It’s mildly amusing to see the US media’s belated alarm over China’s global ambitions, considering that the Chinese haven’t exactly been hiding them, what with their plans to send 100 million settlers to Africa and their growing number of acquisitions of US cultural high ground in entertainment and education:
What started out two years ago as an effort by President Trump to wring better terms from China on the nuts and bolts of foreign trade now threatens to become a far wider and more ominous confrontation.
The conflict continues to be framed as a “trade war” between the world’s two biggest economies — as Washington and Beijing pursue an escalating series of tariff hikes and other retaliatory measures.
Even as Trump moved Thursday to open a new, potentially damaging trade war with Mexico, however, the conflict with China has widened beyond the original trade-based issues.
Beneath the surface, a new tone has begun to emerge since trade talks broke down in early May and Trump ratcheted up tariffs on imported goods from China, an action met with retaliatory duties from Beijing.
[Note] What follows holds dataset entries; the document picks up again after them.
//! On-disk storage for uploaded spreadsheets and generated reports.

use crate::config::ServerConfig;
use crate::data::SourceFormat;
use std::io;
use std::path::{Path, PathBuf};
use tracing::debug;

/// Final path component of a client-supplied file name.
///
/// Returns `None` for names that have no usable component (blank, `.`, `..`).
/// Surrounding spaces are part of the name and are kept.
pub fn sanitize_file_name(name: &str) -> Option<String> {
    let last = name.rsplit(['/', '\\']).next()?;
    if last.trim().is_empty() || last == "." || last == ".." {
        return None;
    }
    Some(last.to_string())
}

/// Whether `name` has a spreadsheet extension the pipeline accepts.
pub fn is_allowed_upload(name: &str) -> bool {
    SourceFormat::from_path(Path::new(name)).is_some()
}

/// Upload and report directories.
#[derive(Debug, Clone)]
pub struct ReportStore {
    upload_dir: PathBuf,
    report_dir: PathBuf,
}

impl ReportStore {
    pub fn new(upload_dir: impl Into<PathBuf>, report_dir: impl Into<PathBuf>) -> Self {
        Self {
            upload_dir: upload_dir.into(),
            report_dir: report_dir.into(),
        }
    }

    pub fn from_config(config: &ServerConfig) -> Self {
        Self::new(&config.upload_dir, &config.report_dir)
    }

    pub fn upload_dir(&self) -> &Path {
        &self.upload_dir
    }

    pub fn report_dir(&self) -> &Path {
        &self.report_dir
    }

    /// Create both directories if they do not exist yet.
    pub async fn ensure_dirs(&self) -> io::Result<()> {
        tokio::fs::create_dir_all(&self.upload_dir).await?;
        tokio::fs::create_dir_all(&self.report_dir).await
    }

    /// Write an upload under its (sanitized) file name, replacing any earlier
    /// upload with the same name.
    pub async fn save_upload(&self, file_name: &str, bytes: &[u8]) -> io::Result<PathBuf> {
        let name = sanitize_file_name(file_name).ok_or_else(|| {
            io::Error::new(io::ErrorKind::InvalidInput, format!("Invalid file name: {file_name:?}"))
        })?;
        tokio::fs::create_dir_all(&self.upload_dir).await?;
        let path = self.upload_dir.join(name);
        tokio::fs::write(&path, bytes).await?;
        debug!(path = %path.display(), bytes = bytes.len(), "Saved upload");
        Ok(path)
    }

    /// Names of all generated PDF reports, sorted.
    pub async fn list_reports(&self) -> io::Result<Vec<String>> {
        let mut entries = match tokio::fs::read_dir(&self.report_dir).await {
            Ok(entries) => entries,
            Err(e) if e.kind() == io::ErrorKind::NotFound => return Ok(Vec::new()),
            Err(e) => return Err(e),
        };
        let mut names = Vec::new();
        while let Some(entry) = entries.next_entry().await? {
            let name = entry.file_name().to_string_lossy().into_owned();
            if name.ends_with(".pdf") && entry.file_type().await?.is_file() {
                names.push(name);
            }
        }
        names.sort();
        Ok(names)
    }

    /// Path of an existing report called `name`.
    ///
    /// Names that are not a single path component never resolve.
    pub fn resolve_report(&self, name: &str) -> Option<PathBuf> {
        if sanitize_file_name(name).as_deref() != Some(name) {
            return None;
        }
        let path = self.report_dir.join(name);
        path.is_file().then_some(path)
    }
}

#[cfg(test)]
mod tests {
    use super::*;
    use pretty_assertions::assert_eq;

    fn store_in(dir: &Path) -> ReportStore {
        ReportStore::new(dir.join("uploads"), dir.join("reports"))
    }

    #[test]
    fn test_sanitize_file_name() {
        assert_eq!(sanitize_file_name("data.csv").as_deref(), Some("data.csv"));
        assert_eq!(sanitize_file_name("../../etc/passwd").as_deref(), Some("passwd"));
        assert_eq!(sanitize_file_name("C:\\tmp\\book.xlsx").as_deref(), Some("book.xlsx"));
        assert_eq!(sanitize_file_name("dir/"), None);
        assert_eq!(sanitize_file_name(".."), None);
        assert_eq!(sanitize_file_name(""), None);
        assert_eq!(sanitize_file_name("  "), None);
        assert_eq!(sanitize_file_name(" Sales.pdf ").as_deref(), Some(" Sales.pdf "));
    }

    #[test]
    fn test_allowed_uploads() {
        assert!(is_allowed_upload("a.csv"));
        assert!(is_allowed_upload("a.XLSX"));
        assert!(is_allowed_upload("a.xls"));
        assert!(!is_allowed_upload("a.txt"));
        assert!(!is_allowed_upload("csv"));
    }

    #[tokio::test]
    async fn test_save_upload_last_write_wins() {
        let dir = tempfile::tempdir().unwrap();
        let store = store_in(dir.path());
        let first = store.save_upload("data.csv", b"A\n1\n").await.unwrap();
        let second = store.save_upload("nested/data.csv", b"A\n2\n").await.unwrap();
        assert_eq!(first, second);
        assert_eq!(std::fs::read(&second).unwrap(), b"A\n2\n");
        assert!(second.starts_with(store.upload_dir()));
    }

    #[tokio::test]
    async fn test_list_reports_sorted_pdfs_only() {
        let dir = tempfile::tempdir().unwrap();
        let store = store_in(dir.path());
        assert!(store.list_reports().await.unwrap().is_empty());

        store.ensure_dirs().await.unwrap();
        for name in ["b.pdf", "a.pdf", "notes.txt"] {
            std::fs::write(store.report_dir().join(name), b"x").unwrap();
        }
        std::fs::create_dir(store.report_dir().join("dir.pdf")).unwrap();
        assert_eq!(store.list_reports().await.unwrap(), vec!["a.pdf", "b.pdf"]);
    }

    #[tokio::test]
    async fn test_resolve_report_rejects_traversal() {
        let dir = tempfile::tempdir().unwrap();
        let store = store_in(dir.path());
        store.ensure_dirs().await.unwrap();
        std::fs::write(store.report_dir().join("r.pdf"), b"x").unwrap();
        std::fs::write(dir.path().join("secret.pdf"), b"x").unwrap();

        assert!(store.resolve_report("r.pdf").is_some());
        assert!(store.resolve_report("missing.pdf").is_none());
        assert!(store.resolve_report("../secret.pdf").is_none());
        assert!(store.resolve_report("..").is_none());
    }

    #[tokio::test]
    async fn test_resolve_report_keeps_surrounding_spaces() {
        let dir = tempfile::tempdir().unwrap();
        let store = store_in(dir.path());
        store.ensure_dirs().await.unwrap();
        std::fs::write(store.report_dir().join(" Sales.pdf"), b"%PDF").unwrap();
        assert_eq!(
            store.resolve_report(" Sales.pdf"),
            Some(store.report_dir().join(" Sales.pdf"))
        );
        assert!(store.resolve_report("Sales.pdf").is_none());
    }
}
Officials on both sides of the Pacific have begun to portray the U.S.-China relationship in nationalistic and emotion-charged terms that suggest a much deeper conflict.
Recently, for example, a private group of American economists and trade experts with long-standing experience in China traveled to Beijing, expecting their usual technical give-and-take with Chinese government officials.
Instead, a member of the Chinese Politburo harangued them for almost an hour, describing the U.S.-China relationship as a “clash of civilizations” and boasting that China’s government-controlled system was far superior to the “Mediterranean culture” of the West, with its internal divisions and aggressive foreign policy.
Translation: the media Jews have finally begun to realize that the Chinese plan to replace them rather than accept them as a ruling elite or permit them to move on to China when the USA breaks up. I’ve been predicting this conflict for years; the Harvard lawsuit was the Fort Sumter of what promises to be an epic struggle for primacy and control over the next 30 years.
I rather doubt it is an accident that this piece was written by a Korean journalist. I wouldn’t be surprised if he’s been telling his editors at the LA Times about the situation for years, but been repeatedly told that there was no story there.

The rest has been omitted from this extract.